Jul 08, 2016 03:13 AM EDT
Diverse Terrain Types on Mount Sharp, Mars
Mars Curiosity Rover entered safe mode on July 2 according to NASA. Although stable, the engineers at NASA are working to restore full functions of the rover.
(Photo : NASA/JPL-Caltech/MSSS via Getty Images)

There's trouble on Mars! NASA's Curiosity Rover entered a precautionary "safe mode" on the Fourth of July weekend due to some technical glitch. But officials say that the rover is now stable and communicating with engineers on Earth as of today.

NASA's Mars Curiosity Rover is traversing the red planet in order to understand the ancient Earth-like properties of Mars before it evolved to its current state. The rover is operated under the Mars Science Laboratory of NASA. The agency said the "habitability" and other properties of the planet are written on the rocks and soil of the planet.

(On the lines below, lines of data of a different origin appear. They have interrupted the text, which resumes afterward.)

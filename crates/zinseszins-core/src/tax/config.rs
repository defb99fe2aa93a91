use rust_decimal::Decimal;
use rust_decimal_macros::dec;
use serde::{Deserialize, Serialize};
use std::collections::BTreeMap;

use crate::error::ValidationIssue;
use crate::types::{Money, Rate, Year};

/// Abgeltungsteuer (25%) including Solidaritätszuschlag (5.5% of it).
pub const DEFAULT_CAPITAL_GAINS_TAX_RATE: Rate = dec!(0.26375);
/// Teilfreistellung for equity funds (Aktienfonds).
pub const DEFAULT_TEILFREISTELLUNGSQUOTE: Rate = dec!(0.30);
/// Sparerpauschbetrag for jointly assessed couples since 2023.
pub const DEFAULT_FREIBETRAG: Money = dec!(2000);
/// Grundfreibetrag 2025.
pub const DEFAULT_GRUNDFREIBETRAG: Money = dec!(12096);

fn default_true() -> bool {
    true
}

/// Tax rules applied by both simulators.
#[derive(Debug, Clone, PartialEq, Serialize, Deserialize)]
pub struct TaxConfig {
    pub capital_gains_tax_rate: Rate,
    /// Share of gains exempt from tax, as a fraction (0.30 = 30%).
    pub teilfreistellungsquote: Rate,
    /// Sparerpauschbetrag per year. Years without an entry use the latest
    /// earlier entry.
    #[serde(default)]
    pub freibetrag_per_year: BTreeMap<Year, Money>,
    #[serde(default)]
    pub grundfreibetrag_active: bool,
    #[serde(default)]
    pub grundfreibetrag_amount: Money,
    #[serde(default)]
    pub guenstiger_pruefung_active: bool,
    /// Personal marginal income tax rate used by the Günstigerprüfung.
    #[serde(default)]
    pub personal_tax_rate: Rate,
    #[serde(default)]
    pub kirchensteuer_active: bool,
    /// Church tax as a surcharge on the flat capital gains tax (0.09 = 9%).
    #[serde(default)]
    pub kirchensteuersatz: Rate,
    /// Tax reduces capital in the accumulation phase; otherwise it is settled
    /// from an outside account and only reported.
    #[serde(default = "default_true")]
    pub steuer_reduziert_endkapital_sparphase: bool,
    #[serde(default = "default_true")]
    pub steuer_reduziert_endkapital_entsparphase: bool,
}

impl Default for TaxConfig {
    fn default() -> Self {
        let mut freibetrag_per_year = BTreeMap::new();
        freibetrag_per_year.insert(2023, DEFAULT_FREIBETRAG);
        Self {
            capital_gains_tax_rate: DEFAULT_CAPITAL_GAINS_TAX_RATE,
            teilfreistellungsquote: DEFAULT_TEILFREISTELLUNGSQUOTE,
            freibetrag_per_year,
            grundfreibetrag_active: false,
            grundfreibetrag_amount: DEFAULT_GRUNDFREIBETRAG,
            guenstiger_pruefung_active: false,
            personal_tax_rate: Decimal::ZERO,
            kirchensteuer_active: false,
            kirchensteuersatz: dec!(0.09),
            steuer_reduziert_endkapital_sparphase: true,
            steuer_reduziert_endkapital_entsparphase: true,
        }
    }
}

impl TaxConfig {
    /// Annual allowance for `year`: exact entry, else the latest earlier
    /// entry, else the earliest entry, else zero.
    pub fn freibetrag_for_year(&self, year: Year) -> Money {
        if let Some((_, amount)) = self.freibetrag_per_year.range(..=year).next_back() {
            return *amount;
        }
        self.freibetrag_per_year
            .values()
            .next()
            .copied()
            .unwrap_or(Decimal::ZERO)
    }

    /// Same config with a different personal rate (withdrawal segments carry
    /// their own income tax rate).
    pub fn with_personal_rate(&self, rate: Option<Rate>) -> TaxConfig {
        match rate {
            Some(r) => TaxConfig {
                personal_tax_rate: r,
                ..self.clone()
            },
            None => self.clone(),
        }
    }

    pub fn validate(&self) -> Vec<ValidationIssue> {
        let mut issues = Vec::new();
        let mut check_fraction = |value: Rate, field: &str| {
            if value < Decimal::ZERO || value > Decimal::ONE {
                issues.push(ValidationIssue::new(
                    format!("tax.{field}"),
                    "Wert muss zwischen 0 und 1 liegen.",
                ));
            }
        };
        check_fraction(self.capital_gains_tax_rate, "capital_gains_tax_rate");
        check_fraction(self.teilfreistellungsquote, "teilfreistellungsquote");
        check_fraction(self.personal_tax_rate, "personal_tax_rate");
        check_fraction(self.kirchensteuersatz, "kirchensteuersatz");

        for (year, amount) in &self.freibetrag_per_year {
            if *amount < Decimal::ZERO {
                issues.push(ValidationIssue::new(
                    format!("tax.freibetrag_per_year.{year}"),
                    "Freibetrag darf nicht negativ sein.",
                ));
            }
        }
        if self.grundfreibetrag_active && self.grundfreibetrag_amount < Decimal::ZERO {
            issues.push(ValidationIssue::new(
                "tax.grundfreibetrag_amount",
                "Grundfreibetrag darf nicht negativ sein.",
            ));
        }
        issues
    }
}
use rust_decimal::Decimal;
use serde::{Deserialize, Serialize};
use std::collections::BTreeMap;

use crate::types::{Money, Year};

/// Per-year consumption of an annual allowance. Each distinct year starts
/// with its full allowance; same-year tax events draw it down.
#[derive(Debug, Clone, Default, PartialEq, Serialize, Deserialize)]
pub struct AllowanceLedger {
    used: BTreeMap<Year, Money>,
}

impl AllowanceLedger {
    pub fn new() -> Self {
        Self::default()
    }

    pub fn used(&self, year: Year) -> Money {
        self.used.get(&year).copied().unwrap_or(Decimal::ZERO)
    }

    pub fn remaining(&self, year: Year, allowance: Money) -> Money {
        (allowance - self.used(year)).max(Decimal::ZERO)
    }

    /// Draw up to `amount` from the year's allowance and return what was drawn.
    pub fn consume(&mut self, year: Year, allowance: Money, amount: Money) -> Money {
        if amount <= Decimal::ZERO {
            return Decimal::ZERO;
        }
        let drawn = amount.min(self.remaining(year, allowance));
        if drawn > Decimal::ZERO {
            *self.used.entry(year).or_insert(Decimal::ZERO) += drawn;
        }
        drawn
    }
}

/// Mutable tax state threaded through all tax events of one simulation run.
#[derive(Debug, Clone, Default, PartialEq, Serialize, Deserialize)]
pub struct AccountState {
    pub freibetrag: AllowanceLedger,
    pub grundfreibetrag: AllowanceLedger,
    /// Other taxable income per year (pensions, salary) that already uses
    /// part of the Grundfreibetrag.
    #[serde(default)]
    pub other_income: BTreeMap<Year, Money>,
}

impl AccountState {
    pub fn new() -> Self {
        Self::default()
    }

    pub fn other_income(&self, year: Year) -> Money {
        self.other_income.get(&year).copied().unwrap_or(Decimal::ZERO)
    }
}
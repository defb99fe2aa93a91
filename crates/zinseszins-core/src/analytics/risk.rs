use rust_decimal::Decimal;
use rust_decimal::MathematicalOps;
use rust_decimal_macros::dec;
use serde::{Deserialize, Serialize};
use std::time::Instant;

use crate::error::EngineError;
use crate::math::{mean, percentile_sorted, sample_std_dev, sqrt_decimal};
use crate::results::SimulationResult;
use crate::types::{with_metadata, ComputationOutput, Money, Rate, Year};
use crate::EngineResult;

// ---------------------------------------------------------------------------
// Types
// ---------------------------------------------------------------------------

#[derive(Debug, Clone, Serialize, Deserialize)]
pub struct RiskInput {
    /// Portfolio values, one per period, oldest first.
    pub values: Vec<Money>,
    /// Period labels; `0..n` when absent.
    #[serde(default)]
    pub years: Option<Vec<Year>>,
    #[serde(default)]
    pub risk_free_rate: Rate,
    /// Minimum acceptable return for the Sortino ratio.
    #[serde(default)]
    pub target_return: Rate,
}

#[derive(Debug, Clone, PartialEq, Serialize, Deserialize)]
pub struct DrawdownPoint {
    pub year: Year,
    pub value: Money,
    pub peak: Money,
    pub drawdown: Rate,
}

#[derive(Debug, Clone, PartialEq, Serialize, Deserialize)]
pub struct RiskMetrics {
    /// Historical 5% VaR of period returns, as a positive loss.
    pub value_at_risk_5: Rate,
    pub value_at_risk_1: Rate,
    pub max_drawdown: Rate,
    pub sharpe_ratio: Decimal,
    pub sortino_ratio: Decimal,
    pub calmar_ratio: Decimal,
    pub volatility: Rate,
    pub annualized_return: Rate,
    pub drawdown_series: Vec<DrawdownPoint>,
}

// ---------------------------------------------------------------------------
// Building blocks
// ---------------------------------------------------------------------------

/// Period-over-period returns; periods starting from a non-positive value
/// are skipped.
pub fn period_returns(values: &[Money]) -> Vec<Rate> {
    values
        .windows(2)
        .filter(|w| w[0] > Decimal::ZERO)
        .map(|w| w[1] / w[0] - Decimal::ONE)
        .collect()
}

/// Largest peak-to-trough decline as a fraction of the running peak.
pub fn max_drawdown(values: &[Money]) -> Rate {
    let mut peak = Decimal::ZERO;
    let mut max_dd = Decimal::ZERO;
    for v in values {
        if *v > peak {
            peak = *v;
        }
        if peak > Decimal::ZERO {
            max_dd = max_dd.max((peak - v) / peak);
        }
    }
    max_dd
}

pub fn drawdown_series(values: &[Money], years: &[Year]) -> Vec<DrawdownPoint> {
    let mut peak = Decimal::ZERO;
    values
        .iter()
        .zip(years)
        .map(|(v, y)| {
            peak = peak.max(*v);
            let drawdown = if peak > Decimal::ZERO {
                (peak - v) / peak
            } else {
                Decimal::ZERO
            };
            DrawdownPoint {
                year: *y,
                value: *v,
                peak,
                drawdown,
            }
        })
        .collect()
}

/// Historical VaR at `percentile` (e.g. 5) as a positive loss. Not clamped:
/// a negative VaR means even the tail period gained.
pub fn historical_var(returns: &[Rate], percentile: Decimal) -> Rate {
    if returns.is_empty() {
        return Decimal::ZERO;
    }
    let mut sorted = returns.to_vec();
    sorted.sort();
    -percentile_sorted(&sorted, percentile)
}

pub fn sharpe_ratio(returns: &[Rate], risk_free_rate: Rate) -> Decimal {
    let vol = sample_std_dev(returns);
    if vol.is_zero() {
        return Decimal::ZERO;
    }
    (mean(returns) - risk_free_rate) / vol
}

/// Sortino ratio with downside deviation `sqrt(mean(min(0, r - target)^2))`.
pub fn sortino_ratio(returns: &[Rate], target: Rate) -> Decimal {
    if returns.is_empty() {
        return Decimal::ZERO;
    }
    let downside: Vec<Decimal> = returns
        .iter()
        .map(|r| {
            let d = (r - target).min(Decimal::ZERO);
            d * d
        })
        .collect();
    let downside_dev = sqrt_decimal(mean(&downside));
    if downside_dev.is_zero() {
        return Decimal::ZERO;
    }
    (mean(returns) - target) / downside_dev
}

/// Compound annual growth between the first and last value.
pub fn annualized_return(values: &[Money]) -> Rate {
    let (Some(first), Some(last)) = (values.first(), values.last()) else {
        return Decimal::ZERO;
    };
    let periods = values.len().saturating_sub(1);
    if periods == 0 || *first <= Decimal::ZERO {
        return Decimal::ZERO;
    }
    if *last <= Decimal::ZERO {
        return Decimal::NEGATIVE_ONE;
    }
    let growth = last / first;
    if periods == 1 {
        return growth - Decimal::ONE;
    }
    growth.powd(Decimal::ONE / Decimal::from(periods as u64)) - Decimal::ONE
}

pub fn calmar_ratio(annualized: Rate, max_dd: Rate) -> Decimal {
    if max_dd.is_zero() {
        return Decimal::ZERO;
    }
    annualized / max_dd
}

// ---------------------------------------------------------------------------
// Core functions
// ---------------------------------------------------------------------------

/// All risk metrics of a value series. At least two values are required.
pub fn compute_risk_metrics(
    values: &[Money],
    years: &[Year],
    risk_free_rate: Rate,
    target_return: Rate,
) -> EngineResult<RiskMetrics> {
    if values.len() < 2 {
        return Err(EngineError::InsufficientData(
            "At least 2 values required for risk metrics".into(),
        ));
    }
    let returns = period_returns(values);
    let max_dd = max_drawdown(values);
    let annualized = annualized_return(values);
    Ok(RiskMetrics {
        value_at_risk_5: historical_var(&returns, dec!(5)),
        value_at_risk_1: historical_var(&returns, dec!(1)),
        max_drawdown: max_dd,
        sharpe_ratio: sharpe_ratio(&returns, risk_free_rate),
        sortino_ratio: sortino_ratio(&returns, target_return),
        calmar_ratio: calmar_ratio(annualized, max_dd),
        volatility: sample_std_dev(&returns),
        annualized_return: annualized,
        drawdown_series: drawdown_series(values, years),
    })
}

/// Risk metrics over the end capital of a simulated trajectory.
pub fn risk_metrics_for_results(
    results: &[SimulationResult],
    risk_free_rate: Rate,
) -> EngineResult<RiskMetrics> {
    let values: Vec<Money> = results.iter().map(|r| r.end_capital).collect();
    let years: Vec<Year> = results.iter().map(|r| r.year).collect();
    compute_risk_metrics(&values, &years, risk_free_rate, Decimal::ZERO)
}

pub fn calculate_risk_metrics(input: &RiskInput) -> EngineResult<ComputationOutput<RiskMetrics>> {
    let start = Instant::now();
    let years: Vec<Year> = match &input.years {
        Some(years) => {
            if years.len() != input.values.len() {
                return Err(EngineError::InvalidInput {
                    field: "years".into(),
                    reason: "years must have the same length as values".into(),
                });
            }
            years.clone()
        }
        None => (0..input.values.len() as Year).collect(),
    };
    let metrics = compute_risk_metrics(
        &input.values,
        &years,
        input.risk_free_rate,
        input.target_return,
    )?;

    let mut warnings = Vec::new();
    if input.values.len() < 10 {
        warnings.push("Weniger als 10 Perioden: Kennzahlen sind wenig aussagekräftig".into());
    }

    let elapsed = start.elapsed().as_micros() as u64;
    Ok(with_metadata(
        "Risk metrics (historical VaR, drawdown, Sharpe, Sortino, Calmar)",
        &serde_json::json!({
            "periods": input.values.len(),
            "risk_free_rate": input.risk_free_rate.to_string(),
            "target_return": input.target_return.to_string(),
            "var_method": "historical, linear interpolation",
        }),
        warnings,
        elapsed,
        metrics,
    ))
}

The rover automatically put itself in "safe mode" where minimal activities can be performed on July 2, according to NASA engineers are trying to find out why the rover entered the said mode. Preliminary data suggests that there was a mismatch between the camera software and the data-processing software in the main computer. Engineers will initiate "near-term" steps to resume full operations of the rover by requesting more diagnostic data from Curiosity.

The Curiosity entered safe mode three times in 2013 since its launch in 2012. The rover is one of the main tools in discovering Martian properties that help scientists prepare for NASA's mission to Mars in 2030.

"Mars, the mission achieved its goal by determining that, more than 3 billion years ago, the region offered fresh-water lakes and rivers with environmental conditions well-suited to supporting microbial life, if life has ever existed on Mars," a NASA official said in a statement. The rover is expected to gather more data about the ancient environment of Mars and how it evolved to its state today.

Curiosity rover is currently ascending Mount Sharp on Mars after analyzing samples from various drilling sites. The rover is expected to observed pathways of ancient water flows.

The mission was given an additional two-year mission extension starting Oct. 1 this year.